#[allow(clippy::cast_possible_truncation, clippy::cast_sign_loss)]
fn arithmetic(op: BinOp, lhs: &Value, rhs: &Value) -> InterpResult<Value> {
    if let (Some(a), Some(b)) = (integral(lhs), integral(rhs)) {
        if matches!(op, BinOp::Div | BinOp::Mod) && b == 0 {
            return Err(InterpError::Evaluation("division by zero".into()));
        }
        let result = match op {
            BinOp::Add => a.checked_add(b),
            BinOp::Sub => a.checked_sub(b),
            BinOp::Mul => a.checked_mul(b),
            BinOp::Div => a.checked_div(b),
            BinOp::Mod => a.checked_rem(b),
            BinOp::Pow if b >= 0 => u32::try_from(b).ok().and_then(|b| a.checked_pow(b)),
            #[allow(clippy::cast_precision_loss)]
            BinOp::Pow => return Ok(Value::Float((a as f64).powf(b as f64))),
            _ => None,
        }
        .ok_or_else(|| overflow(op))?;
        return Ok(match (lhs, rhs) {
            (Value::Uint(_), Value::Uint(_)) if result >= 0 => Value::Uint(result as u64),
            _ => Value::Int(result),
        });
    }

    let (a, b) = (numeric(lhs)?, numeric(rhs)?);
    if matches!(op, BinOp::Div | BinOp::Mod) && b == 0.0 {
        return Err(InterpError::Evaluation("division by zero".into()));
    }
    let result = match op {
        BinOp::Add => a + b,
        BinOp::Sub => a - b,
        BinOp::Mul => a * b,
        BinOp::Div => a / b,
        BinOp::Mod => a % b,
        _ => a.powf(b),
    };
    match (lhs, rhs) {
        (Value::Angle(_), _) | (_, Value::Angle(_)) if matches!(op, BinOp::Add | BinOp::Sub) => {
            Value::Float(result).coerce(&ClassicalType::Angle(None))
        }
        _ => Ok(Value::Float(result)),
    }
}

fn equal(lhs: &Value, rhs: &Value) -> InterpResult<bool> {
    match (lhs, rhs) {
        (Value::BitString(a), Value::BitString(b)) => Ok(a == b),
        (Value::Array(a), Value::Array(b)) => Ok(a == b),
        _ => compare(lhs, rhs).map(|o| o == Ordering::Equal),
    }
}

fn compare(lhs: &Value, rhs: &Value) -> InterpResult<Ordering> {
    if let (Some(a), Some(b)) = (integral(lhs), integral(rhs)) {
        return Ok(a.cmp(&b));
    }
    let (a, b) = (numeric(lhs)?, numeric(rhs)?);
    a.partial_cmp(&b)
        .ok_or_else(|| InterpError::Evaluation(format!("cannot compare {a} and {b}")))
}

fn bitwise(op: BinOp, lhs: &Value, rhs: &Value) -> InterpResult<Value> {
    let apply = |a: bool, b: bool| match op {
        BinOp::BitAnd => a & b,
        BinOp::BitOr => a | b,
        _ => a ^ b,
    };
    match (lhs, rhs) {
        (Value::BitString(a), Value::BitString(b)) => {
            if a.len() != b.len() {
                return Err(InterpError::type_mismatch(
                    format!("bit[{}]", a.len()),
                    format!("bit[{}]", b.len()),
                ));
            }
            Ok(Value::BitString(
                a.bits().iter().zip(b.bits()).map(|(x, y)| apply(*x, *y)).collect(),
            ))
        }
        (Value::Bool(a), Value::Bool(b)) => Ok(Value::Bool(apply(*a, *b))),
        (Value::Uint(a), Value::Uint(b)) => Ok(Value::Uint(match op {
            BinOp::BitAnd => a & b,
            BinOp::BitOr => a | b,
            _ => a ^ b,
        })),
        _ => {
            let (Some(a), Some(b)) = (integral(lhs), integral(rhs)) else {
                return Err(InterpError::type_mismatch(
                    "integer or bit operands",
                    format!("{} and {}", lhs.type_name(), rhs.type_name()),
                ));
            };
            Ok(Value::Int(match op {
                BinOp::BitAnd => a & b,
                BinOp::BitOr => a | b,
                _ => a ^ b,
            }))
        }
    }
}

fn shift(op: BinOp, lhs: &Value, rhs: &Value) -> InterpResult<Value> {
    let amount = integral(rhs)
        .and_then(|n| u32::try_from(n).ok())
        .ok_or_else(|| InterpError::type_mismatch("non-negative shift amount", rhs.type_name()))?;
    let left = op == BinOp::LShift;
    match lhs {
        Value::BitString(bits) => {
            let len = bits.len();
            let n = (amount as usize).min(len);
            let mut shifted = vec![false; len];
            if left {
                shifted[..len - n].copy_from_slice(&bits.bits()[n..]);
            } else {
                shifted[n..].copy_from_slice(&bits.bits()[..len - n]);
            }
            Ok(Value::BitString(BitString::from(shifted)))
        }
        Value::Int(i) => {
            let shifted = if left { i.checked_shl(amount) } else { i.checked_shr(amount) };
            shifted.map(Value::Int).ok_or_else(|| overflow(op))
        }
        Value::Uint(u) => {
            let shifted = if left { u.checked_shl(amount) } else { u.checked_shr(amount) };
            shifted.map(Value::Uint).ok_or_else(|| overflow(op))
        }
        other => Err(InterpError::type_mismatch("int, uint or bit register", other.type_name())),
    }
}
-*-*-
> **THE PROBLEM**
Whenever the word "integral" shows up in a line of the entries, copy that line.

> **REPLY TO THE EXERCISE**
    if let (Some(a), Some(b)) = (integral(lhs), integral(rhs)) {
    if let (Some(a), Some(b)) = (integral(lhs), integral(rhs)) {
            let (Some(a), Some(b)) = (integral(lhs), integral(rhs)) else {
    let amount = integral(rhs)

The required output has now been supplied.